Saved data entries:
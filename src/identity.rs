//! Identity-preserving optimization: keep every color that carries the
//! family's identity and regenerate only the steps between them.

use serde::{Deserialize, Serialize};
use tracing::debug;

use crate::anchor::warp_to_anchors;
use crate::characteristics::FamilyCharacteristics;
use crate::color::Oklch;
use crate::family::{ColorFamily, StepId};
use crate::steps::LightnessSteps;
use crate::strategy::{OptimizationContext, StepPlan};

/// Lightness band in which a saturated color is worth preserving.
pub const USABLE_LIGHTNESS: (f64, f64) = (0.25, 0.85);

/// What the family is used for; sets how saturated a color must be to count
/// as part of its identity.
#[derive(Debug, Clone, Copy, Default, PartialEq, Eq, Serialize, Deserialize)]
#[serde(rename_all = "snake_case")]
pub enum IdentityPurpose {
    /// Brand colors: only strongly saturated steps are identity
    #[default]
    Brand,
    /// Status/semantic colors (success, warning, ...)
    Semantic,
    /// Low-chroma tinted families
    Subtle,
}

impl IdentityPurpose {
    pub fn chroma_threshold(self) -> f64 {
        match self {
            Self::Brand => 0.10,
            Self::Semantic => 0.05,
            Self::Subtle => 0.02,
        }
    }
}

/// Steps to pass through unchanged: the primary step plus every step that is
/// saturated enough for `purpose` and lies in the usable lightness band.
pub fn preserved_steps(family: &ColorFamily, primary: StepId, purpose: IdentityPurpose) -> Vec<StepId> {
    let (lo, hi) = USABLE_LIGHTNESS;
    family
        .steps()
        .iter()
        .filter(|(step, color)| {
            *step == primary
                || (color.chroma() > purpose.chroma_threshold()
                    && (lo..=hi).contains(&color.lightness()))
        })
        .map(|(step, _)| *step)
        .collect()
}

pub(crate) fn plan_steps(
    family: &ColorFamily,
    plan: &LightnessSteps,
    characteristics: &FamilyCharacteristics,
    ctx: &OptimizationContext<'_>,
) -> Vec<StepPlan> {
    let preserved = preserved_steps(family, ctx.extraction.primary(), ctx.purpose);

    let planned: Vec<f64> = family
        .steps()
        .iter()
        .map(|(step, _)| plan.lightness_at(*step))
        .collect();
    let anchors: Vec<(usize, f64)> = family
        .steps()
        .iter()
        .enumerate()
        .filter(|(_, (step, _))| preserved.contains(step))
        .map(|(i, (_, color))| (i, color.lightness()))
        .collect();
    let filled = warp_to_anchors(&planned, plan.first(), plan.last(), &anchors);

    debug!(
        preserved = preserved.len(),
        purpose = ?ctx.purpose,
        "identity steps selected"
    );

    family
        .steps()
        .iter()
        .zip(filled)
        .map(|((step, _), l)| {
            if preserved.contains(step) {
                StepPlan::Preserve
            } else {
                StepPlan::Generate(Oklch::new(l, characteristics.chroma, characteristics.hue))
            }
        })
        .collect()
}
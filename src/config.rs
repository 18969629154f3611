//! TOML configuration for the ramp pipeline.
//!
//! Configuration is layered with figment: built-in defaults, then an optional
//! TOML file, then any overrides the caller merges on top (the CLI does this).

use std::path::Path;

use figment::Figment;
use figment::providers::{Format, Serialized, Toml};
use regex::Regex;
use serde::{Deserialize, Serialize};
use thiserror::Error;

use crate::anchor::{AnchorFallback, AnchorScoring};
use crate::characteristics::{BaseCharacteristics, ExtractionPolicy};
use crate::curves::CurveConfig;
use crate::error::RampError;
use crate::identity::IdentityPurpose;
use crate::neutral::NeutralBase;
use crate::steps::{Direction, LightnessRange, StepScale};
use crate::strategy::StrategyId;
use crate::validation::Thresholds;

/// Error type for configuration loading.
#[derive(Debug, Error)]
pub enum ConfigError {
    /// IO error reading/writing file
    #[error("IO error: {0}")]
    Io(#[from] std::io::Error),
    /// Figment/TOML extraction error
    #[error("config parse error: {0}")]
    Parse(#[from] Box<figment::Error>),
    /// TOML serialization error
    #[error("TOML serialize error: {0}")]
    Serialize(#[from] toml::ser::Error),
    /// Structurally invalid values
    #[error(transparent)]
    Invalid(#[from] RampError),
}

impl From<figment::Error> for ConfigError {
    fn from(e: figment::Error) -> Self {
        Self::Parse(Box::new(e))
    }
}

/// Root configuration structure.
#[derive(Debug, Clone, PartialEq, Serialize, Deserialize)]
#[serde(default)]
pub struct RampConfig {
    /// Strategy for families no rule matches
    pub default_strategy: StrategyId,
    /// Step ids every family is planned over
    pub steps: StepScale,
    /// Primary (light) mode lightness plan
    pub lightness: LightnessConfig,
    /// Optional paired dark mode sharing the plan's shape
    pub dark: Option<ModeConfig>,
    pub thresholds: Thresholds,
    pub extraction: ExtractionPolicy,
    pub neutral_base: NeutralBase,
    /// Canonical brand hue/chroma for rules with `base = "brand"`
    pub brand_base: Option<BaseCharacteristics>,
    pub anchor: AnchorSettings,
    /// Name-pattern rules, first match wins
    pub rules: Vec<StrategyRule>,
}

impl Default for RampConfig {
    fn default() -> Self {
        Self {
            default_strategy: StrategyId::BrandPreserving,
            steps: StepScale::default(),
            lightness: LightnessConfig::default(),
            dark: None,
            thresholds: Thresholds::default(),
            extraction: ExtractionPolicy::default(),
            neutral_base: NeutralBase::default(),
            brand_base: None,
            anchor: AnchorSettings::default(),
            rules: vec![StrategyRule::new(r"(?i)neutral|gr[ae]y", StrategyId::Neutral)],
        }
    }
}

/// Lightness plan for the primary mode.
#[derive(Debug, Clone, PartialEq, Serialize, Deserialize)]
#[serde(default)]
pub struct LightnessConfig {
    pub range: LightnessRange,
    pub curve: CurveConfig,
    pub direction: Direction,
    /// Explicit consecutive lightness differences to transplant
    pub reference_pattern: Option<Vec<f64>>,
    /// Name of an input family whose lightness differences are transplanted
    pub reference_family: Option<String>,
}

impl Default for LightnessConfig {
    fn default() -> Self {
        Self {
            range: LightnessRange::default(),
            curve: CurveConfig::default(),
            direction: Direction::Ascending,
            reference_pattern: None,
            reference_family: None,
        }
    }
}

/// Range and direction of a secondary mode.
#[derive(Debug, Clone, Copy, PartialEq, Serialize, Deserialize)]
#[serde(default)]
pub struct ModeConfig {
    pub range: LightnessRange,
    pub direction: Direction,
}

impl Default for ModeConfig {
    fn default() -> Self {
        Self {
            range: LightnessRange::new(0.12, 0.9),
            direction: Direction::Descending,
        }
    }
}

/// Smart-anchor scoring and fallback.
#[derive(Debug, Clone, Copy, Default, PartialEq, Serialize, Deserialize)]
#[serde(default)]
pub struct AnchorSettings {
    pub scoring: AnchorScoring,
    pub fallback: AnchorFallback,
}

/// Where a rule takes its identity hue/chroma from.
#[derive(Debug, Clone, Copy, Default, PartialEq, Eq, Serialize, Deserialize)]
#[serde(rename_all = "snake_case")]
pub enum BaseSource {
    /// Extracted from the family's own colors
    #[default]
    Family,
    /// The configured `brand_base`
    Brand,
    /// The configured `neutral_base`
    Neutral,
}

/// Maps family names matching `pattern` to a strategy.
#[derive(Debug, Clone, PartialEq, Serialize, Deserialize)]
pub struct StrategyRule {
    /// Regular expression matched against the family name
    pub pattern: String,
    pub strategy: StrategyId,
    #[serde(default)]
    pub purpose: IdentityPurpose,
    /// Overrides the primary mode's direction for matching families
    #[serde(default)]
    pub direction: Option<Direction>,
    #[serde(default)]
    pub base: BaseSource,
}

impl StrategyRule {
    pub fn new(pattern: impl Into<String>, strategy: StrategyId) -> Self {
        Self {
            pattern: pattern.into(),
            strategy,
            purpose: IdentityPurpose::default(),
            direction: None,
            base: BaseSource::default(),
        }
    }
}

impl RampConfig {
    /// Figment with defaults and, when given, a TOML file merged on top.
    pub fn figment(path: Option<&Path>) -> Result<Figment, ConfigError> {
        let figment = Figment::from(Serialized::defaults(Self::default()));
        match path {
            Some(path) => {
                let content = std::fs::read_to_string(path)?;
                Ok(figment.merge(Toml::string(&content)))
            }
            None => Ok(figment),
        }
    }

    /// Defaults, then the optional TOML file, then `overrides` on top.
    ///
    /// `overrides` should contain only the keys the caller wants to force, so
    /// file settings it doesn't mention survive.
    pub fn layered<T: Serialize>(path: Option<&Path>, overrides: T) -> Result<Self, ConfigError> {
        let config: Self = Self::figment(path)?
            .merge(Serialized::globals(overrides))
            .extract()?;
        config.validate()?;
        Ok(config)
    }

    /// Load configuration from a TOML file over the defaults and validate it.
    pub fn load(path: &Path) -> Result<Self, ConfigError> {
        let config: Self = Self::figment(Some(path))?.extract()?;
        config.validate()?;
        Ok(config)
    }

    /// Parse configuration from TOML text over the defaults and validate it.
    pub fn from_toml_str(content: &str) -> Result<Self, ConfigError> {
        let config: Self = Figment::from(Serialized::defaults(Self::default()))
            .merge(Toml::string(content))
            .extract()?;
        config.validate()?;
        Ok(config)
    }

    /// Save configuration to a TOML file.
    pub fn save(&self, path: &Path) -> Result<(), ConfigError> {
        let content = toml::to_string_pretty(self)?;
        std::fs::write(path, content)?;
        Ok(())
    }

    /// Check every structural constraint before any family is processed.
    pub fn validate(&self) -> Result<(), RampError> {
        self.steps.validate()?;
        self.lightness.range.validate()?;
        self.lightness.curve.validate()?;
        self.thresholds.validate()?;

        if let Some(dark) = &self.dark {
            dark.range.validate()?;
        }

        if let Some(pattern) = &self.lightness.reference_pattern {
            if pattern.iter().any(|d| !d.is_finite()) || pattern.iter().all(|d| *d == 0.0) {
                return Err(RampError::config(
                    "reference_pattern needs at least one finite non-zero difference",
                ));
            }
        }

        let base = &self.neutral_base;
        if !(base.chroma >= 0.0 && base.chroma_variation >= 0.0 && base.hue.is_finite()) {
            return Err(RampError::config(
                "neutral_base needs a finite hue and non-negative chroma",
            ));
        }
        if let Some(brand) = &self.brand_base {
            if !(brand.chroma >= 0.0 && brand.hue.is_finite()) {
                return Err(RampError::config(
                    "brand_base needs a finite hue and non-negative chroma",
                ));
            }
        }

        for rule in &self.rules {
            Regex::new(&rule.pattern).map_err(|e| {
                RampError::config(format!("invalid rule pattern '{}': {e}", rule.pattern))
            })?;
            if rule.base == BaseSource::Brand && self.brand_base.is_none() {
                return Err(RampError::config(format!(
                    "rule '{}' uses base = \"brand\" but no brand_base is configured",
                    rule.pattern
                )));
            }
        }

        Ok(())
    }
}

◆ What you will do ◆
Among the records above, find the lines where the word "Serialized" appears and copy them.

◆ Response below ◆
use figment::providers::{Format, Serialized, Toml};
        let figment = Figment::from(Serialized::defaults(Self::default()));
            .merge(Serialized::globals(overrides))
        let config: Self = Figment::from(Serialized::defaults(Self::default()))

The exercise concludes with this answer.